This one weird trick can help your team score direct from kick-off

This one weird trick can help your team score direct from kick-off

The secret was certainly out: Sparta’s successful conversion of their goal in four passes or less opened the floodgates for other teams to try their luck, and the following weekend two more achieved the feat.

Northern Ireland Premiership outfit Cliftonville debuted their take on the kick-off set-piece on Aug. 20 against Carrick Rangers, springing into an early lead when Ronan Hale scored the opening goal via a slightly awkward “backwards roll” overhead kick with just seven seconds on the clock at the Solitude stadium.

The semi-pro team’s data analyst, Damian McAuley was the one responsible for the team trying the set play that set them on the path to a 3-2 win, but he was only too happy to give credit where it was due.

“The inspiration came from Bournemouth,” he told ESPN. “I’d seen it first a while beforehand but it popped up again [on social media] quite recently and I thought it was something we can use, and we did — fortunately!

“The decision to try it against Carrick was pre-planned and deliberate. I fully believed it would work. My question would be whether or not we could get away with it again…”

A little more than 24 hours later, the set piece arguably hit its high point at Parc des Princes.

It’s unclear whether Lionel Messi took Real Madrid, Sparta Rotterdam or Cliftonville as his inspiration but the Argentine great unveiled his take on the kick-off craze when PSG came up against Lille last Sunday.

Messi used an interchange of passes with Neymar and Vitinha to send a perfectly weighted pass through to Mbappe, who had used the referee’s whistle as a starter’s pistol to begin sprinting up the pitch. He met Messi’s pinpoint pass and lifted the ball over goalkeeper Leo Jardim to score after just eight seconds and spark a 7-1 trouncing of their hosts at the Stade Pierre-Mauroy.
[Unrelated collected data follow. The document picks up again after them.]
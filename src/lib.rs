pub mod analytics;
pub mod commands;
pub mod db;
pub mod settings;
mod utils;

use anyhow::Context;
use clap::Parser;

use analytics::{AdminGate, AnalyticsReporter};
use commands::{Cli, Command};
use settings::AppConfig;

pub use analytics::SessionContext;
pub use db::{Database, NewVisit, VisitEvent};

pub fn run() -> anyhow::Result<()> {
    let cli = Cli::parse();

    let mut config = AppConfig::load(cli.config.as_deref())?;
    if let Some(db_path) = cli.db.clone() {
        config.db_path = db_path;
    }

    // RUST_LOG still wins over the configured level
    env_logger::Builder::new()
        .filter_level(config.log_filter())
        .parse_default_env()
        .init();

    log::info!("visitlog starting up...");

    if let Command::SaveConfig { path } = &cli.command {
        println!("{}", commands::save_config(&config, path)?);
        return Ok(());
    }

    // Opening blocks until the schema is ready, so it happens before async work starts
    let database = commands::open_database(&config)?;
    let reporter = AnalyticsReporter::new(database.clone());

    let runtime = tokio::runtime::Runtime::new().context("failed to start async runtime")?;
    runtime.block_on(async move {
        match cli.command {
            Command::SaveConfig { .. } => {}
            Command::Init => {
                println!("{}", commands::init(&database).await?);
            }
            Command::Record { page, session } => {
                let token = commands::record(&reporter, &page, session).await?;
                println!("{token}");
            }
            Command::Report {
                from,
                to,
                json,
                password,
            } => {
                let gate = AdminGate::new(config.admin_password.clone());
                let report = commands::report(&reporter, &gate, &password, from, to).await?;
                if json {
                    println!("{}", serde_json::to_string_pretty(&report)?);
                } else {
                    print!("{}", commands::TextReport(&report));
                }
            }
        }

        Ok::<(), anyhow::Error>(())
    })
}
use anyhow::{anyhow, Context, Result};
use chrono::{NaiveDate, NaiveDateTime};

/// Stored form of `visit_logs.timestamp`: ISO-8601, local clock, microseconds.
pub const TIMESTAMP_FORMAT: &str = "%Y-%m-%dT%H:%M:%S%.6f";
/// Stored form of `visit_logs.date`.
pub const DATE_FORMAT: &str = "%Y-%m-%d";

pub fn format_timestamp(value: &NaiveDateTime) -> String {
    value.format(TIMESTAMP_FORMAT).to_string()
}

pub fn format_date(value: &NaiveDate) -> String {
    value.format(DATE_FORMAT).to_string()
}

/// Accepts timestamps with or without a fractional part, which covers rows
/// written by older writers that dropped a zero microsecond field.
pub fn parse_timestamp(value: &str, field: &str) -> Result<NaiveDateTime> {
    value
        .parse::<NaiveDateTime>()
        .with_context(|| format!("failed to parse {field} '{value}'"))
}

pub fn parse_date(value: &str, field: &str) -> Result<NaiveDate> {
    NaiveDate::parse_from_str(value, DATE_FORMAT)
        .map_err(|err| anyhow!("failed to parse {field} '{value}': {err}"))
}
use std::{
    path::{Path, PathBuf},
    sync::{mpsc, Arc, Mutex},
    thread::{self, JoinHandle},
    time::Duration,
};

use anyhow::{anyhow, Context, Result};
use rusqlite::Connection;
use tokio::sync::oneshot;

use super::migrations::run_migrations;

const ENABLE_LOGS: bool = true;

/// How long a writer waits on another handle's lock before giving up.
const BUSY_TIMEOUT: Duration = Duration::from_secs(5);

use crate::{log_error, log_info};

type DbTask = Box<dyn FnOnce(&mut Connection) + Send + 'static>;

enum DbCommand {
    Execute(DbTask),
    Shutdown,
}

struct DatabaseInner {
    sender: mpsc::Sender<DbCommand>,
    worker: Mutex<Option<JoinHandle<()>>>,
}

impl Drop for DatabaseInner {
    fn drop(&mut self) {
        let mut guard = match self.worker.lock() {
            Ok(guard) => guard,
            Err(poisoned) => poisoned.into_inner(),
        };

        if let Some(handle) = guard.take() {
            if let Err(err) = self.sender.send(DbCommand::Shutdown) {
                log_error!("Failed to send shutdown to visit log thread: {err}");
            }
            if let Err(join_err) = handle.join() {
                log_error!("Failed to join visit log thread: {join_err:?}");
            }
        }
    }
}

/// Handle to the visit log.
///
/// A single worker thread owns the SQLite connection for the lifetime of the
/// process; every clone of the handle funnels its work through that thread, so
/// writes are serialized without any locking on the caller side. The schema is
/// brought up to date once, before `new` returns.
#[derive(Clone)]
pub struct Database {
    inner: Arc<DatabaseInner>,
    db_path: Arc<PathBuf>,
}

impl Database {
    pub fn new(db_path: PathBuf) -> Result<Self> {
        if let Some(parent) = db_path.parent() {
            if !parent.as_os_str().is_empty() {
                std::fs::create_dir_all(parent).with_context(|| {
                    format!("failed to create database directory {}", parent.display())
                })?;
            }
        }

        let (command_tx, command_rx) = mpsc::channel::<DbCommand>();
        let (ready_tx, ready_rx) = mpsc::channel();
        let path_for_thread = db_path.clone();

        let worker = thread::Builder::new()
            .name("visitlog-db".into())
            .spawn(move || {
                let mut conn = match Connection::open(&path_for_thread) {
                    Ok(connection) => connection,
                    Err(err) => {
                        let _ = ready_tx.send(Err(anyhow::Error::new(err)
                            .context("failed to open SQLite database")));
                        return;
                    }
                };

                if let Err(err) = conn.busy_timeout(BUSY_TIMEOUT) {
                    log_error!("Failed to set busy timeout: {err}");
                }
                if let Err(err) = conn.pragma_update(None, "journal_mode", "WAL") {
                    log_error!("Failed to enable WAL mode: {err}");
                }

                let init_result =
                    run_migrations(&mut conn).context("failed to initialize visit log schema");
                if ready_tx.send(init_result).is_err() {
                    log_error!("DB initialization receiver dropped before ready signal");
                    return;
                }

                while let Ok(command) = command_rx.recv() {
                    match command {
                        DbCommand::Execute(task) => {
                            task(&mut conn);
                        }
                        DbCommand::Shutdown => break,
                    }
                }

                log_info!("Visit log thread shutting down");
            })
            .with_context(|| "failed to spawn database worker thread")?;

        ready_rx
            .recv()
            .context("database worker exited before signaling readiness")??;

        log_info!("Visit log opened at {}", db_path.as_path().display());

        Ok(Self {
            inner: Arc::new(DatabaseInner {
                sender: command_tx,
                worker: Mutex::new(Some(worker)),
            }),
            db_path: Arc::new(db_path),
        })
    }

    pub fn path(&self) -> &Path {
        self.db_path.as_path()
    }

    pub async fn execute<F, T>(&self, task: F) -> Result<T>
    where
        F: FnOnce(&mut Connection) -> Result<T> + Send + 'static,
        T: Send + 'static,
    {
        let sender = self.inner.sender.clone();
        let (reply_tx, reply_rx) = oneshot::channel();

        let command = DbCommand::Execute(Box::new(move |conn| {
            let result = task(conn);
            if reply_tx.send(result).is_err() {
                log_error!("DB caller dropped before receiving result");
            }
        }));

        sender
            .send(command)
            .map_err(|err| anyhow!("failed to send command to DB thread: {err}"))?;

        reply_rx
            .await
            .map_err(|_| anyhow!("database thread terminated unexpectedly"))?
    }

    /// Re-runs the schema step. Safe to call any number of times.
    pub async fn ensure_initialized(&self) -> Result<()> {
        self.execute(|conn| run_migrations(conn).context("failed to initialize visit log schema"))
            .await
    }
}
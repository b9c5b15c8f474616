fn main() {
    if let Err(err) = visitlog_lib::run() {
        eprintln!("error: {err:#}");
        std::process::exit(1);
    }
}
A source told ESPN that PSG’s players practiced the move a lot in training and identified Lille as the right opponent to try out the routine against because they positioned their defence high right from the kick-off. The result of all that work was Mbappe making history by scoring the club’s quickest-ever goal.

“This is something that we saw other teams do and we thought it was worth trying it,” PSG coach Christophe Galtier told ESPN. “I don’t think we will see a similar goal again. But my staff deserves a lot of credit for working on the move in training. Then seeing the team reproducing it like that was special.”

Sparta coach Boukhari saw that goal happen live, and could only take it as a compliment of his own team’s version. He said: “I was watching the game with friends and they turned directly to me saying: ‘What?! Messi, Neymar and Mbappe imitate your kick-off.’ I told them they learn from the best!

“When I saw that I thought; this is beautiful. Now we know PSG is watching Sparta as well. It gave me a very proud feeling.”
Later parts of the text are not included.